1. INTRODUCTION The goal of visible-surface interpolation is to produce a complete description of a surface that is only partially constrained by available data. This computation plays an important role in early vision processes such as shape-from-shading, structurefrom-motion, and stereopsis [13, 14, 24, 22, 27]. The physical models for visible-surface interpolation also form the basis of deformable surfaces, which are widely used for recovering shapes and nonrigid motion [26]. In recent years, deformable surfaces with high-order finite elements have become popular in the computer-aided design (CAD) community [4, 20]. Visible-surface interpolation is usually formulated in a regularization framework, and the surfaces we seek are characterized by the Euler–Lagrange equation [24]. When discretized with finite-element techniques, this equation gives rise to a large sparse linear system.

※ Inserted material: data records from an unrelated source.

//! Bytecode opcodes for the BCHIR interpreter
//!
//! Every instruction is a sequence of 32-bit [`Word`](crate::Word)s: the
//! opcode itself followed by a fixed number of argument words. Opcodes that
//! may transfer control to an exception handler come in a plain and an
//! `_EXC` variant; the `_EXC` variant carries one extra trailing word, the
//! PC of the handler block. [`OpCode::width`] deliberately excludes that
//! trailing word so the handler slot of an `_EXC` instruction is always at
//! `pc + width`.

/// Bytecode opcode enumeration
///
/// Opcodes are organized into families:
/// - 0x00-0x1F: constants and environment
/// - 0x20-0x3F: aggregates and memory
/// - 0x40-0x6F: arithmetic
/// - 0x70-0x7F: control flow
/// - 0x80-0x8F: calls
/// - 0x90-0x9F: casts and type tests
/// - 0xA0-0xAF: exceptions
/// - 0xB0-0xBF: intrinsics
/// - 0xC0-0xCF: miscellaneous
#[repr(u32)]
#[derive(Debug, Clone, Copy, PartialEq, Eq, Hash)]
pub enum OpCode {
    // ===== Constants & environment (0x00-0x1F) =====
    /// Push a `UInt8` literal (operand: value)
    Uint8 = 0x00,
    /// Push a `UInt16` literal (operand: value)
    Uint16 = 0x01,
    /// Push a `UInt32` literal (operand: value)
    Uint32 = 0x02,
    /// Push a `UInt64` literal (operands: low word, high word)
    Uint64 = 0x03,
    /// Push a `UIntNat` literal (operands: low word, high word)
    Uintnat = 0x04,
    /// Push an `Int8` literal (operand: value)
    Int8 = 0x05,
    /// Push an `Int16` literal (operand: value)
    Int16 = 0x06,
    /// Push an `Int32` literal (operand: value)
    Int32 = 0x07,
    /// Push an `Int64` literal (operands: low word, high word)
    Int64 = 0x08,
    /// Push an `IntNat` literal (operands: low word, high word)
    Intnat = 0x09,
    /// Push a `Float16` literal (operand: f32 bits)
    Float16 = 0x0A,
    /// Push a `Float32` literal (operand: f32 bits)
    Float32 = 0x0B,
    /// Push a `Float64` literal (operands: low word, high word of f64 bits)
    Float64 = 0x0C,
    /// Push a `Rune` literal (operand: Unicode scalar)
    Rune = 0x0D,
    /// Push a `Bool` literal (operand: 0 or 1)
    Bool = 0x0E,
    /// Push `Unit`
    Unit = 0x0F,
    /// Push `Nullptr`
    Nullptr = 0x10,
    /// Push a string literal (operand: string pool index)
    String = 0x11,
    /// Push a function value (operand: entry PC; pre-link, a name index)
    Func = 0x12,
    /// Push a copy of local variable (operand: local index)
    Lvar = 0x13,
    /// Pop into local variable (operand: local index)
    LvarSet = 0x14,
    /// Push a pointer to a global slot (operand: global id)
    Gvar = 0x15,
    /// Pop into global slot (operand: global id)
    GvarSet = 0x16,
    /// Allocate local slots for the current frame (operand: count)
    Frame = 0x17,

    // ===== Aggregates & memory (0x20-0x3F) =====
    /// Pop n values, push a `Tuple` (operand: n)
    Tuple = 0x20,
    /// Pop n values, push an `Array` (operand: n)
    Array = 0x21,
    /// Pop n values, push a VArray (operand: n)
    Varray = 0x22,
    /// Pop padding, item and size; push an array of size copies of item
    VarrayByValue = 0x23,
    /// Pop an index path and a VArray, push the indexed element (operand: path length)
    VarrayGet = 0x24,
    /// Pop n values, push an `Object` (operands: n, class id)
    Object = 0x25,
    /// Pop an aggregate, push field i (operand: i; 1-based for objects)
    Field = 0x26,
    /// Pop a tuple, push the field at a nested path (operands: path length, path...)
    FieldTpl = 0x27,
    /// Pop a pointer, push a pointer to a nested field (operands: path length, path...)
    GetRef = 0x28,
    /// Pop a pointer and a value, store through a nested path, push `Unit`
    StoreInRef = 0x29,
    /// Pop a pointer and a value, store, push `Unit`
    Asg = 0x2A,
    /// Pop a pointer and a value, store
    Store = 0x2B,
    /// Pop a pointer, push a copy of the pointee
    Deref = 0x2C,
    /// Allocate an uninitialised arena slot, push a pointer to it
    Allocate = 0x2D,
    /// `ALLOCATE` with an exception successor
    AllocateExc = 0x2E,
    /// Allocate a tuple of n null fields, push a pointer (operand: n)
    AllocateStruct = 0x2F,
    /// `ALLOCATE_STRUCT` with an exception successor
    AllocateStructExc = 0x30,
    /// Allocate an object of n null fields, push a pointer (operands: class id, n)
    AllocateClass = 0x31,
    /// `ALLOCATE_CLASS` with an exception successor
    AllocateClassExc = 0x32,
    /// Pop an `Int64` size, allocate a raw array, push a pointer
    AllocateRawArray = 0x33,
    /// `ALLOCATE_RAW_ARRAY` with an exception successor
    AllocateRawArrayExc = 0x34,
    /// Pop n values, allocate a raw array from them, push a pointer (operand: n)
    AllocateRawArrayLiteral = 0x35,
    /// `ALLOCATE_RAW_ARRAY_LITERAL` with an exception successor
    AllocateRawArrayLiteralExc = 0x36,
    /// Pop item, size and array pointer; fill the array with the item, push `Unit`
    RawArrayInitByValue = 0x37,
    /// Pop n values and an array pointer; fill the array, push `Unit` (operand: n)
    RawArrayLiteralInit = 0x38,

    // ===== Arithmetic (0x40-0x6F) =====
    // All arithmetic opcodes carry a type-kind and an overflow-strategy
    // word; shifts carry an extra rhs-type-kind word.
    /// Arithmetic negation
    UnNeg = 0x40,
    /// `UN_NEG` with an exception successor
    UnNegExc = 0x41,
    /// Increment by one
    UnInc = 0x42,
    /// Decrement by one
    UnDec = 0x43,
    /// Boolean negation
    UnNot = 0x44,
    /// Bitwise complement
    UnBitnot = 0x45,
    /// Addition
    BinAdd = 0x46,
    /// `BIN_ADD` with an exception successor
    BinAddExc = 0x47,
    /// Subtraction
    BinSub = 0x48,
    /// `BIN_SUB` with an exception successor
    BinSubExc = 0x49,
    /// Multiplication
    BinMul = 0x4A,
    /// `BIN_MUL` with an exception successor
    BinMulExc = 0x4B,
    /// Division
    BinDiv = 0x4C,
    /// `BIN_DIV` with an exception successor
    BinDivExc = 0x4D,
    /// Remainder
    BinMod = 0x4E,
    /// `BIN_MOD` with an exception successor
    BinModExc = 0x4F,
    /// Exponentiation
    BinExp = 0x50,
    /// `BIN_EXP` with an exception successor
    BinExpExc = 0x51,
    /// Less than
    BinLt = 0x52,
    /// Greater than
    BinGt = 0x53,
    /// Less or equal
    BinLe = 0x54,
    /// Greater or equal
    BinGe = 0x55,
    /// Equality
    BinEqual = 0x56,
    /// Inequality
    BinNoteq = 0x57,
    /// Bitwise and
    BinBitand = 0x58,
    /// Bitwise or
    BinBitor = 0x59,
    /// Bitwise xor
    BinBitxor = 0x5A,
    /// Left shift
    BinLshift = 0x5B,
    /// `BIN_LSHIFT` with an exception successor
    BinLshiftExc = 0x5C,
    /// Right shift
    BinRshift = 0x5D,
    /// `BIN_RSHIFT` with an exception successor
    BinRshiftExc = 0x5E,

    // ===== Control flow (0x70-0x7F) =====
    /// Unconditional jump (operand: target PC)
    Jump = 0x70,
    /// Pop a `Bool`, jump (operands: true target, false target)
    Branch = 0x71,
    /// Pop an integer, binary-search the case table (operands: type kind,
    /// case count, 8-byte case values..., targets..., default target)
    Switch = 0x72,
    /// Return from the current call frame
    Return = 0x73,
    /// Stop interpretation
    Exit = 0x74,
    /// Pop and discard the top of the argument stack
    Drop = 0x75,

    // ===== Calls (0x80-0x8F) =====
    /// Call the function value at depth n (operand: n)
    Apply = 0x80,
    /// `APPLY` with an exception successor
    ApplyExc = 0x81,
    /// Virtual call through the receiver at depth n (operands: n, method id)
    Invoke = 0x82,
    /// `INVOKE` with an exception successor
    InvokeExc = 0x83,
    /// C call; aborts in const-eval
    Capply = 0x84,
    /// `CAPPLY` with an exception successor
    CapplyExc = 0x85,

    // ===== Casts & types (0x90-0x9F) =====
    /// Numeric conversion (operands: source kind, target kind, strategy)
    Typecast = 0x90,
    /// `TYPECAST` with an exception successor
    TypecastExc = 0x91,
    /// Pop an object pointer, push whether its class is a subclass (operand: class id)
    Instanceof = 0x92,
    /// Pop a value, wrap in a one-field object, push a pointer (operand: class id)
    Box = 0x93,
    /// Pop an object pointer, push field 0
    Unbox = 0x94,
    /// Pop an object pointer, push a pointer to field 0
    UnboxRef = 0x95,

    // ===== Exceptions (0xA0-0xAF) =====
    /// Pop an exception pointer and unwind to the nearest handler
    Raise = 0xA0,
    /// `RAISE` with an exception successor in the same function
    RaiseExc = 0xA1,
    /// Push the pending exception
    GetException = 0xA2,

    // ===== Intrinsics (0xB0-0xBF) =====
    /// Intrinsic with no immediates (operand: intrinsic kind)
    Intrinsic0 = 0xB0,
    /// `INTRINSIC0` with an exception successor
    Intrinsic0Exc = 0xB1,
    /// Intrinsic with a type immediate (operands: kind, type index)
    Intrinsic1 = 0xB2,
    /// `INTRINSIC1` with an exception successor
    Intrinsic1Exc = 0xB3,
    /// Intrinsic with type and strategy immediates (operands: kind, type index, strategy)
    Intrinsic2 = 0xB4,
    /// `INTRINSIC2` with an exception successor
    Intrinsic2Exc = 0xB5,

    // ===== Miscellaneous (0xC0-0xCF) =====
    /// Abort interpretation
    Abort = 0xC0,
    /// Placeholder for operations the lowering pass rejected
    NotSupported = 0xC1,
    /// Host system call; aborts in const-eval
    Syscall = 0xC2,
    /// Thread spawn; aborts in const-eval
    Spawn = 0xC3,
    /// `SPAWN` with an exception successor; aborts in const-eval
    SpawnExc = 0xC4,
    /// Invalid opcode
    Invalid = 0xC5,
}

Most existing interpolation methods solve the sparse system using iterative methods [13, 24, 22, 27, 18, 15]. A problem with iterative methods is that they converge very slowly, because the sparse system for visible-surface inter-

polation is poorly conditioned. In many cases, pre-conditioners can introduce significant speed-ups [22, 27, 15], but general techniques for designing such preconditioners remain poorly understood. For example, there is no effective preconditioners for interpolation problems involving discontinuities [15]. The difficulties with iterative methods led us to consider direct methods as an alternative approach to visible-surface interpolation. Clearly, a naive direct method is likely to be expensive. Even after taking into account the banded structures of sparse matrices for interpolation [15], the time complexity is still O(N 2 ) on a regular grid of N node variables. The methods we derive make use of all zeros in the sparse matrices and find visible-surface representations in O(N 1.5 ) time with O(N log N ) storage. Our derivations are based on a careful analysis of the regularization operator for thin-plate and membrane splines, and the analysis is applicable to general controlled-continuity stablizers over regular grids [24]. To make use of all zeros in the sparse matrices, we employ our knowledge about the regularization operator to order the rows and columns of the matrices in such a way that the number of nonzeros introduced in the matrix factorization process is significantly reduced. Two ordering strategies are studied: the minimum degree ordering [11] and multisection ordering [2]. Experimental results show that, compared with the interpolation methods in the literature, direct methods based on these ordering strategies are competitive in general, and they provide significant speed-ups when the input data contain prescribed discontinuities. In addition to their use in visible-surface interpolation, the presented methods also support very efficient time integration for deformable surfaces. Implicit methods in conjunction with matrix factorization are known to provide stable time integration [25, 26], but matrix factorization without exploiting all zeros in sparse matrices quickly becomes too expensive for finely discretized surfaces. The direct methods presented here can generate compact matrix factorization that allows fast and stable updates of deformable surfaces. Moreover, in practice the material properties of the thin plates changes rarely if at all [26], which implies the same matrix factorization may be used for many time

328 1077-3142/98 $25.00 c 1998 by Academic Press Copyright ° All rights of reproduction in any form reserved.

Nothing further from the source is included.